Why does this MySQL insert fail with foreign key constraint error?

I'm at a loss here. I can't figure out why this insert fails:

insert into lokacijaSubjekta (lokacijaSubjektaID, subjektID, lokacijaID) values (NULL, '1', '1');

It fails with:

ERROR 1452 (23000): Cannot add or update a child row: a foreign key constraint fails (`nano`.`lokacijaSubjekta`, CONSTRAINT `fk_lokacijaSubjekta_subjekt1` FOREIGN KEY (`subjektID`) REFERENCES `subjekt` (`subjektID`) ON DELETE CASCADE ON UPDATE CASCADE)

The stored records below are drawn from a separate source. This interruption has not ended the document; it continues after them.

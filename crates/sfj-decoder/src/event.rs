use std::io::Cursor;

use serde::Serialize;
use sfj_wire::PrimitiveReader;

use crate::error::DecodeError;
use crate::state::DecoderState;

/// Bit in the event flags byte indicating extended headers follow the
/// fixed fields before the metadata block.
const FLAG_EXTENDED_HEADERS: u8 = 0b0000_0001;

/// A fully decoded event record, carrying owned copies of every field —
/// no borrowed references back into `DecoderState`'s dictionaries, so an
/// event outlives the journal it was decoded from.
#[derive(Debug, Clone, PartialEq, Eq, Serialize)]
pub struct DecodedEvent {
    pub host: String,
    pub source: String,
    pub sourcetype: String,
    pub index_time: u64,
    pub message: String,
    pub stream_id: u64,
    pub stream_offset: u64,
}

/// Parses one event record out of the bytes following an `Event` opcode.
///
/// The window is exactly `L0` bytes, already pulled off the outer
/// journal stream — every read here is bounded by that slice. Running
/// out of window bytes mid-field is `Malformed` (the window itself was
/// framed correctly; its contents were not), matching the spec's
/// distinction between an outer framing truncation and an inner
/// semantic one.
pub fn parse_event(window: &[u8], state: &DecoderState) -> Result<DecodedEvent, DecodeError> {
    let mut r = PrimitiveReader::new(Cursor::new(window));

    let flags = read_byte(&mut r)?;

    if flags & FLAG_EXTENDED_HEADERS != 0 {
        skip_extended_headers(&mut r)?;
    }

    let stream_id = read_varint(&mut r)?;
    let stream_offset = read_varint(&mut r)?;
    let index_time_delta = read_varint(&mut r)?;

    let base_time = state
        .base_time
        .ok_or(DecodeError::Malformed {
            reason: "index_time_delta encountered before any SetBaseTime",
        })?;
    let index_time = base_time.saturating_add(index_time_delta);

    let mut overrides = read_metadata(&mut r)?;

    let default_host = state.active_host().unwrap_or("");
    let default_source = state.active_source().unwrap_or("");
    let default_sourcetype = state.active_sourcetype().unwrap_or("");

    let host = overrides.remove("host").unwrap_or_else(|| default_host.to_string());
    let source = overrides
        .remove("source")
        .unwrap_or_else(|| default_source.to_string());
    let sourcetype = overrides
        .remove("sourcetype")
        .unwrap_or_else(|| default_sourcetype.to_string());

    let remaining = read_remaining(&mut r)?;
    let message = overrides
        .remove("_raw")
        .unwrap_or_else(|| String::from_utf8_lossy(&remaining).into_owned());

    Ok(DecodedEvent {
        host,
        source,
        sourcetype,
        index_time,
        message,
        stream_id,
        stream_offset,
    })
}

/// Consumes the terminated list of `(varint key, lp-bytes value)` pairs.
/// Header contents are not surfaced in [`DecodedEvent`] — no currently
/// recognized header id affects the baseline schema — so this only
/// needs to advance the reader past them.
fn skip_extended_headers(r: &mut PrimitiveReader<Cursor<&[u8]>>) -> Result<(), DecodeError> {
    loop {
        let key = read_varint(r)?;
        if key == 0 {
            return Ok(());
        }
        let _value = r.read_lp_bytes().map_err(window_truncated)?;
    }
}

/// Reads the metadata block: a varint count followed by that many
/// `(lp-bytes key, lp-bytes value)` pairs. Recognized keys
/// (`host`/`source`/`sourcetype`/`_raw`) override the active dictionary
/// value for this event only — they never mutate `DecoderState`.
fn read_metadata(
    r: &mut PrimitiveReader<Cursor<&[u8]>>,
) -> Result<std::collections::HashMap<String, String>, DecodeError> {
    let count = read_varint(r)?;
    let mut overrides = std::collections::HashMap::new();
    for _ in 0..count {
        let key = r.read_lp_bytes().map_err(window_truncated)?;
        let value = r.read_lp_bytes().map_err(window_truncated)?;
        let key = String::from_utf8_lossy(&key).into_owned();
        match key.as_str() {
            "host" | "source" | "sourcetype" | "_raw" => {
                overrides.insert(key, String::from_utf8_lossy(&value).into_owned());
            }
            _ => {}
        }
    }
    Ok(overrides)
}

fn read_remaining(r: &mut PrimitiveReader<Cursor<&[u8]>>) -> Result<Vec<u8>, DecodeError> {
    let mut out = Vec::new();
    while let Some(b) = r.read_u8().map_err(window_truncated)? {
        out.push(b);
    }
    Ok(out)
}

fn read_byte(r: &mut PrimitiveReader<Cursor<&[u8]>>) -> Result<u8, DecodeError> {
    r.read_u8()
        .map_err(window_truncated)?
        .ok_or(DecodeError::Malformed {
            reason: "event window ended before the flags byte",
        })
}

fn read_varint(r: &mut PrimitiveReader<Cursor<&[u8]>>) -> Result<u64, DecodeError> {
    r.read_varint().map_err(window_truncated)
}

fn window_truncated(_: sfj_wire::WireError) -> DecodeError {
    DecodeError::Malformed {
        reason: "event window ended before a fixed field was fully read",
    }
}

Here's how the keys are set up:

show index from lokacijaSubjekta;
+------------------+------------+-----------------------------------+--------------+--------------------+-----------+-------------+----------+--------+------+------------+---------+
| Table            | Non_unique | Key_name                          | Seq_in_index | Column_name        | Collation | Cardinality | Sub_part | Packed | Null | Index_type | Comment |
+------------------+------------+-----------------------------------+--------------+--------------------+-----------+-------------+----------+--------+------+------------+---------+
| lokacijaSubjekta |          0 | PRIMARY                           |            1 | lokacijaSubjektaID | A         |           0 |     NULL | NULL   |      | BTREE      |         |
| lokacijaSubjekta |          1 | fk_lokacijaSubjekta_lokacija1_idx |            1 | lokacijaID         | A         |           0 |     NULL | NULL   |      | BTREE      |         |
| lokacijaSubjekta |          1 | fk_lokacijaSubjekta_subjekt1      |            1 | subjektID          | A         |           0 |     NULL | NULL   |      | BTREE      |         |
+------------------+------------+-----------------------------------+--------------+--------------------+-----------+-------------+----------+--------+------+------------+---------+

show index from subjekt;
+---------+------------+----------+--------------+-------------+-----------+-------------+----------+--------+------+------------+---------+
| Table   | Non_unique | Key_name | Seq_in_index | Column_name | Collation | Cardinality | Sub_part | Packed | Null | Index_type | Comment |
+---------+------------+----------+--------------+-------------+-----------+-------------+----------+--------+------+------------+---------+
| subjekt |          0 | PRIMARY  |            1 | subjektID   | A         |       35603 |     NULL | NULL   |      | BTREE      |         |
+---------+------------+----------+--------------+-------------+-----------+-------------+----------+--------+------+------------+---------+

And this is the data in the tables:

select * from subjekt where subjektID=1;
+-----------+---------------+
| subjektID | subjektPravni |
+-----------+---------------+
|         1 |             1 |
+-----------+---------------+

select * from lokacija where lokacijaID = 1;
+------------+------------------+------------------+
| lokacijaID | geografskaSirina | geografskaDuzina |
+------------+------------------+------------------+
|          1 |             NULL |             NULL |
+------------+------------------+------------------+

select * from lokacijaSubjekta;
Empty set (0.00 sec)

At first I thought it was because I had primary key constraint in lokacijaSubjekta set to (subjektID, lokacijaID), and also a foreign key from subjektID referencing subjekt.subjektID, so I removed that primary key and added an extra auto_increment column lokacijaSubjektaID to use as primary key instead, but nothing changed.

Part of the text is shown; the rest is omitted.